Tom Arthur MSP said: “The Scottish Land Commission’s Community Wealth Building Guide will assist local authorities and their partners to better use their land and property to benefit communities the length and breadth of Scotland. This guide will advance the great work that is already underway and support the aims of our National Strategy for Economic Transformation to deliver economic prosperity for all Scotland’s people and places.
“I look forward to launching the guidance next week at the Community Wealth Building session of Land Reuse Month.”
Hamish Trench, chief executive of the Scottish Land Commission, added: “How we own, manage and use our land is key to building community wealth and strengthening local economies. The ways we own and use land influence many parts of our everyday lives – from the price and availability of housing, access to greenspace, the effects of derelict sites on our communities, our ability to take climate action, or simply the means and confidence for people to build businesses and communities.
“The public sector plays a key role in delivering a community wealth building approach by acting as anchor institutions. They have a substantial impact on local economies through their spending, investment, employment, and their use of land and buildings. Land Reuse Month has brought people from across the public sector and communities to think about how land can be used differently and in the interest of those communities.”
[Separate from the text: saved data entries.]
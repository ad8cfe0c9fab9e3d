//! Implementation of the CCSDS File Delivery Protocol (CFDP) transfer engine.
//!
//! CFDP moves files (or file-less metadata) between two entities over an unreliable, possibly
//! half-duplex link by exchanging packet data units (PDUs). The protocol has an unacknowledged
//! mode (CFDP class 1) which sends best-effort, optionally with a transaction closure handshake,
//! and an acknowledged mode (CFDP class 2) with explicit ACK/NAK/Finished handshakes and lost
//! segment retransmission. The acknowledged mode can be compared to a specialized TCP for file
//! transfers with remote systems.
//!
//! The core components of this crate are:
//!
//! * The [pdu] module, a binary codec for the fixed CFDP PDU format.
//! * The [checksum] module with the order-independent modular checksum used to verify file
//!   integrity.
//! * The [datafile] module, a sparse model of a partially received file which tracks missing
//!   byte ranges.
//! * The [source::OutgoingTransfer] and [dest::IncomingTransfer] state machines which model
//!   the sending and receiving side of one transaction.
//! * The [registry::TransferRegistry] which owns all active transactions, routes inbound PDUs
//!   to them and executes each transaction on its own strictly serialized sequencer.
//!
//! The engine talks to its surroundings exclusively through narrow collaborator traits: a
//! [PduSender] hands raw PDU bytes to the transport, a [filestore::Filestore] stores completed
//! files, an [EventSink] receives operator-facing events, a [TransferMonitor] is notified of
//! every lifecycle transition and a [TransferLog] keeps an append-only record of transfer
//! snapshots for later querying.
use core::fmt;
use std::sync::{mpsc, Mutex};
use std::time::{Duration, SystemTime};

use hashbrown::HashMap;
use num_enum::{IntoPrimitive, TryFromPrimitive};

pub mod checksum;
pub mod datafile;
pub mod dest;
pub mod filestore;
pub mod pdu;
pub mod registry;
pub mod request;
pub mod source;
pub mod timer;

/// The CFDP transaction ID consists of the entity ID of the transaction initiator and a
/// sequence number chosen by that entity. It uniquely identifies a transaction on both peers.
#[derive(Debug, Copy, Clone, PartialEq, Eq, Hash)]
pub struct TransactionId {
    source_id: u64,
    seq_num: u64,
}

impl TransactionId {
    pub fn new(source_id: u64, seq_num: u64) -> Self {
        Self { source_id, seq_num }
    }

    #[inline]
    pub fn source_id(&self) -> u64 {
        self.source_id
    }

    #[inline]
    pub fn seq_num(&self) -> u64 {
        self.seq_num
    }
}

impl fmt::Display for TransactionId {
    fn fmt(&self, f: &mut fmt::Formatter<'_>) -> fmt::Result {
        write!(f, "{}_{}", self.source_id, self.seq_num)
    }
}

/// Condition codes as specified in chapter 5.1.5 of the CFDP standard. These form the fault
/// vocabulary of the protocol and are carried inside EOF, Finished and ACK PDUs.
#[derive(Debug, Copy, Clone, PartialEq, Eq, Hash, TryFromPrimitive, IntoPrimitive)]
#[repr(u8)]
pub enum ConditionCode {
    NoError = 0b0000,
    AckLimitReached = 0b0001,
    KeepAliveLimitReached = 0b0010,
    InvalidTransmissionMode = 0b0011,
    FilestoreRejection = 0b0100,
    FileChecksumFailure = 0b0101,
    FileSizeError = 0b0110,
    NakLimitReached = 0b0111,
    InactivityDetected = 0b1000,
    InvalidFileStructure = 0b1001,
    CheckLimitReached = 0b1010,
    UnsupportedChecksumType = 0b1011,
    SuspendRequestReceived = 0b1110,
    CancelRequestReceived = 0b1111,
}

impl ConditionCode {
    #[inline]
    pub fn is_success(&self) -> bool {
        *self == ConditionCode::NoError
    }
}

#[derive(Debug, Copy, Clone, PartialEq, Eq, TryFromPrimitive, IntoPrimitive)]
#[repr(u8)]
pub enum TransmissionMode {
    Acknowledged = 0,
    Unacknowledged = 1,
}

/// Recovery action applied when a protocol fault is declared, configurable per condition code.
#[derive(Debug, Copy, Clone, PartialEq, Eq)]
pub enum FaultHandlingAction {
    /// Force-complete the transfer as failed without any further PDU exchange.
    Abandon,
    /// Initiate the regular cancel handshake with the peer.
    Cancel,
    /// Pause the transfer and await an external resume.
    Suspend,
}

impl FaultHandlingAction {
    pub fn from_str(value: &str) -> Option<Self> {
        match value.to_ascii_lowercase().as_str() {
            "abandon" => Some(FaultHandlingAction::Abandon),
            "cancel" => Some(FaultHandlingAction::Cancel),
            "suspend" => Some(FaultHandlingAction::Suspend),
            _ => None,
        }
    }
}

/// Per-role mapping of condition codes to fault handling actions.
///
/// Codes without an explicit override map to [FaultHandlingAction::Cancel].
#[derive(Debug, Default, Clone)]
pub struct FaultHandlers {
    overrides: HashMap<ConditionCode, FaultHandlingAction>,
}

impl FaultHandlers {
    pub fn new(overrides: HashMap<ConditionCode, FaultHandlingAction>) -> Self {
        Self { overrides }
    }

    pub fn set(&mut self, code: ConditionCode, action: FaultHandlingAction) {
        self.overrides.insert(code, action);
    }

    pub fn action_for(&self, code: ConditionCode) -> FaultHandlingAction {
        self.overrides
            .get(&code)
            .copied()
            .unwrap_or(FaultHandlingAction::Cancel)
    }
}

/// Lifecycle state of a transfer as visible to callers and monitors.
#[derive(Debug, Copy, Clone, PartialEq, Eq)]
pub enum TransferState {
    /// Accepted but waiting for an upload slot to free up.
    Queued,
    Running,
    Paused,
    Cancelling,
    Completed,
    Failed,
}

impl TransferState {
    #[inline]
    pub fn is_terminal(&self) -> bool {
        matches!(self, TransferState::Completed | TransferState::Failed)
    }
}

#[derive(Debug, Copy, Clone, PartialEq, Eq)]
pub enum TransferDirection {
    Upload,
    Download,
}

/// Static configuration of one CFDP entity: a numeric protocol ID, a logical name used by
/// request issuers, and an optional dedicated storage bucket.
#[derive(Debug, Clone, PartialEq, Eq, derive_new::new)]
pub struct EntityConf {
    pub id: u64,
    pub name: String,
    pub bucket: Option<String>,
}

/// Read-only lookup table for the local or remote entities known to the engine.
#[derive(Debug, Default, Clone)]
pub struct EntityTable {
    entities: Vec<EntityConf>,
}

impl EntityTable {
    pub fn new(entities: Vec<EntityConf>) -> Self {
        Self { entities }
    }

    pub fn by_name(&self, name: &str) -> Option<&EntityConf> {
        self.entities.iter().find(|e| e.name == name)
    }

    pub fn by_id(&self, id: u64) -> Option<&EntityConf> {
        self.entities.iter().find(|e| e.id == id)
    }

    pub fn is_empty(&self) -> bool {
        self.entities.is_empty()
    }

    pub fn iter(&self) -> impl Iterator<Item = &EntityConf> {
        self.entities.iter()
    }
}

/// The full recognized configuration surface of the transfer engine.
#[derive(Debug, Clone)]
pub struct CfdpConfig {
    /// Byte length of entity ID fields in PDU headers. Must match the peer configuration.
    pub entity_id_length: usize,
    /// Byte length of the transaction sequence number field in PDU headers.
    pub sequence_number_length: usize,
    /// Maximum size of a generated PDU including the header.
    pub max_pdu_size: usize,
    pub eof_ack_timeout: Duration,
    pub eof_ack_limit: i32,
    pub fin_ack_timeout: Duration,
    pub fin_ack_limit: i32,
    /// Delay between two outgoing PDUs of the same transfer (the periodic send tick).
    pub sleep_between_pdus: Duration,
    pub nak_timeout: Duration,
    /// Maximum number of NAK rounds; negative means unlimited.
    pub nak_limit: i32,
    /// Issue a NAK as soon as EOF reveals missing data instead of waiting a full NAK interval.
    pub immediate_nak: bool,
    /// Interval and budget of the completion re-check timer used for unacknowledged receives.
    pub check_timeout: Duration,
    pub check_limit: i32,
    pub max_file_size: u64,
    pub inactivity_timeout: Duration,
    pub max_pending_uploads: usize,
    pub max_pending_downloads: usize,
    /// Maximum number of archived transfer records returned by a recency query.
    pub archive_retrieval_limit: usize,
    /// How long a completed or failed transfer stays addressable so trailing peer PDUs can
    /// still be answered.
    pub eviction_grace: Duration,
    /// Whether an EOF received while the transfer is suspended is still acknowledged.
    pub eof_ack_while_suspended: bool,
    /// Bucket receiving downloaded files when no entity-specific bucket is configured.
    pub incoming_bucket: String,
    pub sender_fault_handlers: FaultHandlers,
    pub receiver_fault_handlers: FaultHandlers,
    pub local_entities: EntityTable,
    pub remote_entities: EntityTable,
}

impl Default for CfdpConfig {
    fn default() -> Self {
        Self {
            entity_id_length: 2,
            sequence_number_length: 4,
            max_pdu_size: 512,
            eof_ack_timeout: Duration::from_millis(5000),
            eof_ack_limit: 5,
            fin_ack_timeout: Duration::from_millis(10000),
            fin_ack_limit: 5,
            sleep_between_pdus: Duration::from_millis(500),
            nak_timeout: Duration::from_millis(5000),
            nak_limit: -1,
            immediate_nak: true,
            check_timeout: Duration::from_millis(5000),
            check_limit: 5,
            max_file_size: 100 * 1024 * 1024,
            inactivity_timeout: Duration::from_millis(10000),
            max_pending_uploads: 10,
            max_pending_downloads: 100,
            archive_retrieval_limit: 100,
            eviction_grace: Duration::from_millis(20000),
            eof_ack_while_suspended: true,
            incoming_bucket: "cfdpDown".to_string(),
            sender_fault_handlers: FaultHandlers::default(),
            receiver_fault_handlers: FaultHandlers::default(),
            local_entities: EntityTable::default(),
            remote_entities: EntityTable::default(),
        }
    }
}

impl CfdpConfig {
    /// Maximum number of file data bytes fitting into one file data PDU: the configured
    /// maximum PDU size minus the fixed header, both entity IDs, the sequence number and the
    /// 4-byte file offset.
    pub fn max_data_size(&self) -> usize {
        self.max_pdu_size - 4 - 2 * self.entity_id_length - self.sequence_number_length - 4
    }
}

/// Error type for handing a PDU to the transport.
#[derive(Debug, Copy, Clone, PartialEq, Eq, thiserror::Error)]
#[non_exhaustive]
pub enum SendError {
    #[error("transport disconnected")]
    Disconnected,
    #[error("transport queue is full")]
    QueueFull,
    #[error("other send error")]
    Other,
}

/// Non-blocking hand-off of an encoded PDU to the underlying transport.
pub trait PduSender: Send + Sync {
    fn send_pdu(&self, transaction_id: TransactionId, raw_pdu: &[u8]) -> Result<(), SendError>;
}

impl PduSender for mpsc::Sender<Vec<u8>> {
    fn send_pdu(&self, _transaction_id: TransactionId, raw_pdu: &[u8]) -> Result<(), SendError> {
        self.send(raw_pdu.to_vec())
            .map_err(|_| SendError::Disconnected)
    }
}

impl<T: PduSender> PduSender for Mutex<T> {
    fn send_pdu(&self, transaction_id: TransactionId, raw_pdu: &[u8]) -> Result<(), SendError> {
        self.lock()
            .map_err(|_| SendError::Other)?
            .send_pdu(transaction_id, raw_pdu)
    }
}

#[derive(Debug, Copy, Clone, PartialEq, Eq)]
pub enum EventSeverity {
    Info,
    Warning,
    Error,
}

/// Sink for operator-facing events. Event types are short upper-case identifiers, see the
/// constants in the [registry] module.
pub trait EventSink: Send + Sync {
    fn emit(&self, severity: EventSeverity, event_type: &str, message: &str);
}

/// [EventSink] forwarding everything to the [log] facade.
#[derive(Debug, Default)]
pub struct LogEventSink;

impl EventSink for LogEventSink {
    fn emit(&self, severity: EventSeverity, event_type: &str, message: &str) {
        match severity {
            EventSeverity::Info => log::info!("[{}] {}", event_type, message),
            EventSeverity::Warning => log::warn!("[{}] {}", event_type, message),
            EventSeverity::Error => log::error!("[{}] {}", event_type, message),
        }
    }
}

/// Point-in-time view of one transfer, shared with monitors and persisted via [TransferLog].
#[derive(Debug, Clone)]
pub struct TransferSnapshot {
    /// Registry-unique numeric ID, distinct from the protocol transaction ID.
    pub id: u64,
    pub transaction_id: TransactionId,
    pub direction: TransferDirection,
    pub state: TransferState,
    pub acknowledged: bool,
    pub transferred_bytes: u64,
    pub total_size: Option<u64>,
    pub bucket: Option<String>,
    pub object_name: Option<String>,
    pub remote_path: Option<String>,
    pub failure_reason: Option<String>,
    pub creation_time: SystemTime,
}

/// Callback invoked on every transfer lifecycle transition.
pub trait TransferMonitor: Send + Sync {
    fn state_changed(&self, transfer: &TransferSnapshot);
}

/// No-op monitor for callers not interested in transition callbacks.
#[derive(Debug, Default)]
pub struct NullTransferMonitor;

impl TransferMonitor for NullTransferMonitor {
    fn state_changed(&self, _transfer: &TransferSnapshot) {}
}

/// Append-only record of transfer lifecycle snapshots, queryable by registry ID and by
/// recency. Used to answer status queries for transfers no longer held in memory.
pub trait TransferLog: Send + Sync {
    fn record(&self, snapshot: &TransferSnapshot);
    fn by_id(&self, id: u64) -> Option<TransferSnapshot>;
    /// Most recent snapshots first, at most `limit` entries, one per transfer.
    fn recent(&self, limit: usize) -> Vec<TransferSnapshot>;
}

/// In-memory [TransferLog] keeping the latest snapshot per transfer in insertion order.
#[derive(Debug, Default)]
pub struct InMemoryTransferLog {
    records: Mutex<Vec<TransferSnapshot>>,
}

impl TransferLog for InMemoryTransferLog {
    fn record(&self, snapshot: &TransferSnapshot) {
        let mut records = self.records.lock().unwrap();
        if let Some(existing) = records.iter_mut().find(|r| r.id == snapshot.id) {
            *existing = snapshot.clone();
        } else {
            records.push(snapshot.clone());
        }
    }

    fn by_id(&self, id: u64) -> Option<TransferSnapshot> {
        self.records
            .lock()
            .unwrap()
            .iter()
            .find(|r| r.id == id)
            .cloned()
    }

    fn recent(&self, limit: usize) -> Vec<TransferSnapshot> {
        self.records
            .lock()
            .unwrap()
            .iter()
            .rev()
            .take(limit)
            .cloned()
            .collect()
    }
}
Land Reuse Month’s weekly virtual seminars have looked at tackling the legacy of derelict land and preventing further sites and buildings from falling into long-term disrepair. Delegates have learned of the opportunities in transforming derelict land, the benefits of collaborating with communities and other cross-sector organisations, tips to develop relevant strategies, and how to help stem the flow of abandoned and derelict land.
Participants have included the Scottish Futures Trust, Green Action Trust, Development Trusts Association Scotland, EDAS, and a wide selection of local authorities and NHS Trusts from across Scotland.
Hamish Trench added: “We recognise the many positive actions already being taken by public bodies and this guidance will support them in bringing greater focus on land and buildings in community wealth building.
“I encourage anyone interested to get involved in our final session of Land Reuse Month to share learning about how reusing vacant or derelict land can make a real impact in communities.”